Music directors (also called conductors) lead orchestras and other musical groups during performances and recording sessions. Composers write and arrange original music in a variety of musical styles.

Duties

Music directors typically do the following:

  • Select musical arrangements and compositions to be performed for live audiences or recordings
  • Prepare for performances by reviewing and interpreting musical scores
  • Direct rehearsals to prepare for performances and recordings
  • Choose guest performers and soloists
  • Audition new performers or assist section leaders with auditions
  • Practice conducting to improve technique
  • Meet with potential donors and attend fundraisers

Music directors lead orchestras and other musical groups. They ensure that the musicians play with one coherent sound, balancing the melody, timing, rhythm, and volume. They also give feedback to musicians and section leaders so that they can achieve the sound and style they want for the piece.

Music directors may work with a variety of orchestras and musical groups, including church choirs, youth orchestras, and high school or college bands, choirs, or orchestras. Some work with orchestras that accompany dance and opera companies.

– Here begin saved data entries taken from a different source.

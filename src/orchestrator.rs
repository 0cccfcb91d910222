use crate::cache::StatsCache;
use crate::db::{Database, Ingested};
use crate::errors::{AppError, AppResult};
use crate::lock::{LockHandle, StoreLock};
use crate::models::{
    normalize_entity_id, CycleReport, CycleState, EntityOutcome, MetaUpdate, Period, RefreshRequest,
};
use chrono::Utc;
use std::collections::{BTreeMap, BTreeSet};
use std::future::Future;
use std::pin::Pin;
use std::sync::Arc;
use std::time::Duration;

pub const STORE_LOCK_RESOURCE: &str = "stat-store";

#[derive(Debug, Clone, Default, PartialEq)]
pub struct FetchedStats {
    pub stats: BTreeMap<String, f64>,
    pub meta: Option<MetaUpdate>,
}

pub type FetchFuture<'a> = Pin<Box<dyn Future<Output = anyhow::Result<FetchedStats>> + Send + 'a>>;

/// Third-party stats API as seen by the tracker. Treated as unreliable.
pub trait StatsSource: Send + Sync {
    fn fetch_lifetime_values<'a>(&'a self, entity_id: &'a str) -> FetchFuture<'a>;
}

#[derive(Debug, Clone)]
pub struct LockSettings {
    pub timeout: Duration,
    pub stale_after: Duration,
}

#[derive(Clone)]
pub struct Orchestrator {
    db: Arc<Database>,
    cache: Arc<StatsCache>,
    source: Arc<dyn StatsSource>,
    lock: StoreLock,
    lock_settings: LockSettings,
}

impl Orchestrator {
    pub fn new(
        db: Arc<Database>,
        cache: Arc<StatsCache>,
        source: Arc<dyn StatsSource>,
        lock: StoreLock,
        lock_settings: LockSettings,
    ) -> Self {
        Self {
            db,
            cache,
            source,
            lock,
            lock_settings,
        }
    }

    pub fn store_lock(&self) -> &StoreLock {
        &self.lock
    }

    /// Takes the store lock that serializes refresh cycles and administrative writes.
    pub async fn lock_store(&self) -> AppResult<LockHandle> {
        self.lock
            .acquire(
                STORE_LOCK_RESOURCE,
                self.lock_settings.timeout,
                self.lock_settings.stale_after,
            )
            .await
    }

    /// Runs one refresh cycle. Never fails: every outcome, including a skipped cycle,
    /// comes back as a report. The store lock is released on every exit path.
    pub async fn run_cycle(&self, request: RefreshRequest) -> CycleReport {
        let mut report = CycleReport {
            state: CycleState::Idle,
            rotated: false,
            error: None,
            error_code: None,
            entities: BTreeMap::new(),
            started_at: Utc::now(),
            finished_at: Utc::now(),
        };

        let handle = match self.lock_store().await {
            Ok(handle) => handle,
            Err(error) => {
                tracing::warn!(error = %error, "refresh cycle skipped");
                return finish(report, CycleState::Failed, Some(error));
            }
        };
        report.state = CycleState::LockAcquired;

        let mut entity_ids = BTreeSet::new();
        for raw in &request.entity_ids {
            match normalize_entity_id(raw) {
                Ok(key) => {
                    entity_ids.insert(key);
                }
                Err(error) => {
                    report.entities.insert(raw.clone(), failure(&error));
                }
            }
        }
        let entity_ids: Vec<String> = entity_ids.into_iter().collect();

        if request.rotate_yesterday {
            report.state = CycleState::Rotating;
            if let Err(error) = self.db.rotate(&entity_ids, Period::Daily, Period::Yesterday) {
                tracing::warn!(error = %error, "period rotation failed; cycle aborted");
                handle.release();
                return finish(report, CycleState::Failed, Some(error));
            }
            report.rotated = true;
        }

        // Narrow cycles splice each entity into the cache right after its ingest so the
        // cache can account for exactly one store write at a time.
        let narrow = request.narrow && !report.rotated;
        report.state = CycleState::Ingesting;
        for entity_id in &entity_ids {
            match self.refresh_entity(entity_id, &request.reset_periods).await {
                Ok(ingested) => {
                    if narrow {
                        if let Err(error) = self.cache.update_one(entity_id, ingested) {
                            tracing::warn!(entity_id = %entity_id, error = %error, "cache update failed");
                        }
                    }
                    report.entities.insert(
                        entity_id.clone(),
                        EntityOutcome {
                            success: true,
                            error: None,
                        },
                    );
                }
                Err(error) => {
                    tracing::warn!(entity_id = %entity_id, error = %error, "entity refresh failed");
                    report.entities.insert(entity_id.clone(), failure(&error));
                }
            }
        }
        handle.release();

        if !narrow {
            if let Err(error) = self.cache.force_reload() {
                tracing::warn!(error = %error, "cache reload after refresh failed");
            }
        }
        finish(report, CycleState::Done, None)
    }

    async fn refresh_entity(&self, entity_id: &str, reset_periods: &BTreeSet<Period>) -> AppResult<Ingested> {
        let fetched = self
            .source
            .fetch_lifetime_values(entity_id)
            .await
            .map_err(|error| AppError::PartialIngestFailure(format!("{}: {:#}", entity_id, error)))?;
        if fetched.stats.is_empty() {
            return Err(AppError::PartialIngestFailure(format!(
                "{}: source returned no stats",
                entity_id
            )));
        }
        self.db
            .ingest(entity_id, &fetched.stats, reset_periods, fetched.meta.as_ref())
    }
}

fn failure(error: &AppError) -> EntityOutcome {
    EntityOutcome {
        success: false,
        error: Some(error.to_string()),
    }
}

fn finish(mut report: CycleReport, state: CycleState, error: Option<AppError>) -> CycleReport {
    report.state = state;
    report.error_code = error.as_ref().map(|error| error.code().to_string());
    report.error = error.map(|error| error.to_string());
    report.finished_at = Utc::now();
    tracing::info!(
        state = ?report.state,
        rotated = report.rotated,
        succeeded = report.succeeded(),
        failed = report.failed(),
        "refresh cycle finished"
    );
    report
}
//! Read-through cache over the snapshot store.
//!
//! The map is published wholesale behind an `Arc`, so readers see either the previous
//! map or the next one, never a half-built one. Rebuilds read a local SQLite file and
//! the reload gate has no timeout; revisit that if the store ever becomes remote.

use crate::db::{Database, Ingested};
use crate::errors::{AppError, AppResult};
use crate::models::{normalize_entity_id, CacheEntry};
use std::collections::{BTreeSet, HashMap};
use std::sync::atomic::{AtomicU64, Ordering};
use std::sync::{Arc, Mutex, RwLock};

pub type CacheMap = HashMap<String, CacheEntry>;

const NEVER_LOADED: u64 = u64::MAX;

#[derive(Debug)]
pub struct StatsCache {
    db: Arc<Database>,
    entries: RwLock<Arc<CacheMap>>,
    last_seen_version: AtomicU64,
    reload_gate: Mutex<()>,
    reloads: AtomicU64,
}

impl StatsCache {
    pub fn new(db: Arc<Database>) -> Self {
        Self {
            db,
            entries: RwLock::new(Arc::new(CacheMap::new())),
            last_seen_version: AtomicU64::new(NEVER_LOADED),
            reload_gate: Mutex::new(()),
            reloads: AtomicU64::new(0),
        }
    }

    pub fn get_all(&self) -> AppResult<Arc<CacheMap>> {
        if self.is_current() {
            return self.current();
        }

        let _gate = self.lock_gate()?;
        // Another caller may have rebuilt while we waited on the gate.
        if self.is_current() {
            return self.current();
        }
        self.rebuild()
    }

    pub fn get(&self, entity_id: &str) -> AppResult<Option<CacheEntry>> {
        let key = normalize_entity_id(entity_id)?;
        Ok(self.get_all()?.get(&key).cloned())
    }

    pub fn force_reload(&self) -> AppResult<Arc<CacheMap>> {
        let _gate = self.lock_gate()?;
        self.rebuild()
    }

    /// Splices one freshly-ingested entity into the map without a full rebuild.
    ///
    /// The seen version only advances when `fresh` came from the single write since the
    /// last rebuild. Writes by anyone else leave the seen version behind the store, so the
    /// map is still patched but the next `get_all` does a full reload.
    pub fn update_one(&self, entity_id: &str, fresh: Ingested) -> AppResult<bool> {
        let key = normalize_entity_id(entity_id)?;
        let _gate = self.lock_gate()?;

        let seen = self.last_seen_version.load(Ordering::SeqCst);
        if seen == NEVER_LOADED {
            return Ok(false);
        }

        let meta = self.db.get_meta(&key)?;
        let current = self.current()?;
        let mut next = CacheMap::clone(&current);
        next.insert(key.clone(), CacheEntry { stats: fresh.stats, meta });
        self.publish(next)?;

        let advanced = seen.checked_add(1) == Some(fresh.revision) && self.db.version() == fresh.revision;
        if advanced {
            self.last_seen_version.store(fresh.revision, Ordering::SeqCst);
        } else {
            tracing::debug!(entity_id = %key, seen, revision = fresh.revision, "cache patched; full reload still pending");
        }
        Ok(advanced)
    }

    /// Drops one entry after an administrative delete that produced `revision`.
    pub fn evict(&self, entity_id: &str, revision: u64) -> AppResult<()> {
        let key = normalize_entity_id(entity_id)?;
        let _gate = self.lock_gate()?;

        let seen = self.last_seen_version.load(Ordering::SeqCst);
        if seen == NEVER_LOADED {
            return Ok(());
        }
        let current = self.current()?;
        let mut next = CacheMap::clone(&current);
        next.remove(&key);
        self.publish(next)?;
        if seen.checked_add(1) == Some(revision) && self.db.version() == revision {
            self.last_seen_version.store(revision, Ordering::SeqCst);
        }
        Ok(())
    }

    pub fn reload_count(&self) -> u64 {
        self.reloads.load(Ordering::SeqCst)
    }

    fn is_current(&self) -> bool {
        let seen = self.last_seen_version.load(Ordering::SeqCst);
        seen != NEVER_LOADED && seen == self.db.version()
    }

    /// Caller must hold the reload gate.
    fn rebuild(&self) -> AppResult<Arc<CacheMap>> {
        let projection = self.db.load_projection()?;
        let mut entity_ids: BTreeSet<&String> = projection.stats.keys().collect();
        entity_ids.extend(projection.meta.keys());

        let mut next = CacheMap::with_capacity(entity_ids.len());
        for entity_id in entity_ids {
            next.insert(
                entity_id.clone(),
                CacheEntry {
                    stats: projection.stats.get(entity_id).cloned().unwrap_or_default(),
                    meta: projection.meta.get(entity_id).cloned(),
                },
            );
        }

        let published = self.publish(next)?;
        self.last_seen_version.store(projection.revision, Ordering::SeqCst);
        let reloads = self.reloads.fetch_add(1, Ordering::SeqCst) + 1;
        tracing::debug!(
            entities = published.len(),
            revision = projection.revision,
            reloads,
            "stats cache rebuilt"
        );
        Ok(published)
    }

    fn publish(&self, next: CacheMap) -> AppResult<Arc<CacheMap>> {
        let next = Arc::new(next);
        let mut writer = self
            .entries
            .write()
            .map_err(|_| AppError::Internal("cache map lock poisoned".to_string()))?;
        *writer = Arc::clone(&next);
        Ok(next)
    }

    fn current(&self) -> AppResult<Arc<CacheMap>> {
        self.entries
            .read()
            .map(|entries| Arc::clone(&*entries))
            .map_err(|_| AppError::Internal("cache map lock poisoned".to_string()))
    }

    fn lock_gate(&self) -> AppResult<std::sync::MutexGuard<'_, ()>> {
        self.reload_gate
            .lock()
            .map_err(|_| AppError::Internal("cache reload gate poisoned".to_string()))
    }
}
pub mod atomic;
pub mod cache;
pub mod config;
pub mod db;
pub mod errors;
pub mod lock;
pub mod models;
pub mod orchestrator;
pub mod schedule;
pub mod tracker;

pub use crate::cache::{CacheMap, StatsCache};
pub use crate::config::TrackerConfig;
pub use crate::db::Database;
pub use crate::errors::{AppError, AppResult};
pub use crate::models::{
    ratio, CacheEntry, CycleReport, CycleState, EntityMeta, MetaUpdate, Period, RefreshRequest, StatLine,
    StatSnapshots,
};
pub use crate::orchestrator::{FetchFuture, FetchedStats, Orchestrator, StatsSource};
pub use crate::tracker::StatTracker;

use std::path::Path;
use std::sync::Arc;
use tracing_appender::non_blocking::WorkerGuard;

static LOG_GUARD: std::sync::OnceLock<WorkerGuard> = std::sync::OnceLock::new();

/// Installs JSON logging to a daily-rolled file. `RUST_LOG` overrides `level`.
pub fn init_tracing(log_dir: &Path, level: &str) -> AppResult<()> {
    std::fs::create_dir_all(log_dir)?;
    let file_appender = tracing_appender::rolling::daily(log_dir, "stat-tracker.log");
    let (non_blocking, guard) = tracing_appender::non_blocking(file_appender);
    let _ = LOG_GUARD.set(guard);

    tracing_subscriber::fmt()
        .with_env_filter(
            tracing_subscriber::EnvFilter::try_from_default_env()
                .unwrap_or_else(|_| tracing_subscriber::EnvFilter::new(level)),
        )
        .json()
        .with_writer(non_blocking)
        .try_init()
        .map_err(|error| AppError::Internal(error.to_string()))
}

/// Loads config, opens the tracker and drives scheduled refreshes until ctrl-c.
pub async fn run(config_path: &Path, source: Arc<dyn StatsSource>) -> AppResult<()> {
    let config = TrackerConfig::load(config_path)?;
    init_tracing(&config.log_dir(), &config.log_level)?;

    let tracker = StatTracker::open(config, source)?;
    let refresh_loop = tracker.start();
    tokio::signal::ctrl_c().await?;
    refresh_loop.abort();
    tracing::info!("stat tracker stopped");
    Ok(())
}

Composers typically do the following:

  • Write original music that orchestras, bands, and other musical groups perform
  • Arrange existing music into new compositions
  • Write lyrics for music or work with a lyricist
  • Meet with companies, orchestras, or other musical groups that are interested in commissioning a piece of music
  • Study and listen to music of various styles for inspiration
  • Work with musicians to record their music

Composers write music for a variety of musical groups and users. Some work in a particular style of music, such as classical or jazz. They also may write for musicals, operas, or other types of theatrical productions.

Some composers write scores for movies or television; others write jingles for commercials. Many songwriters focus on composing music for audiences of popular music.

Some composers use instruments to help them as they write music. Others use software that allows them to hear a piece without musicians.

For more information about careers in music, see the profile on musicians and singers. Some music directors and composers give private music lessons to children and adults. Others work as music teachers in elementary, middle, or high schools. For more information, see the profiles on kindergarten and elementary school teachers, middle school teachers, and high school teachers.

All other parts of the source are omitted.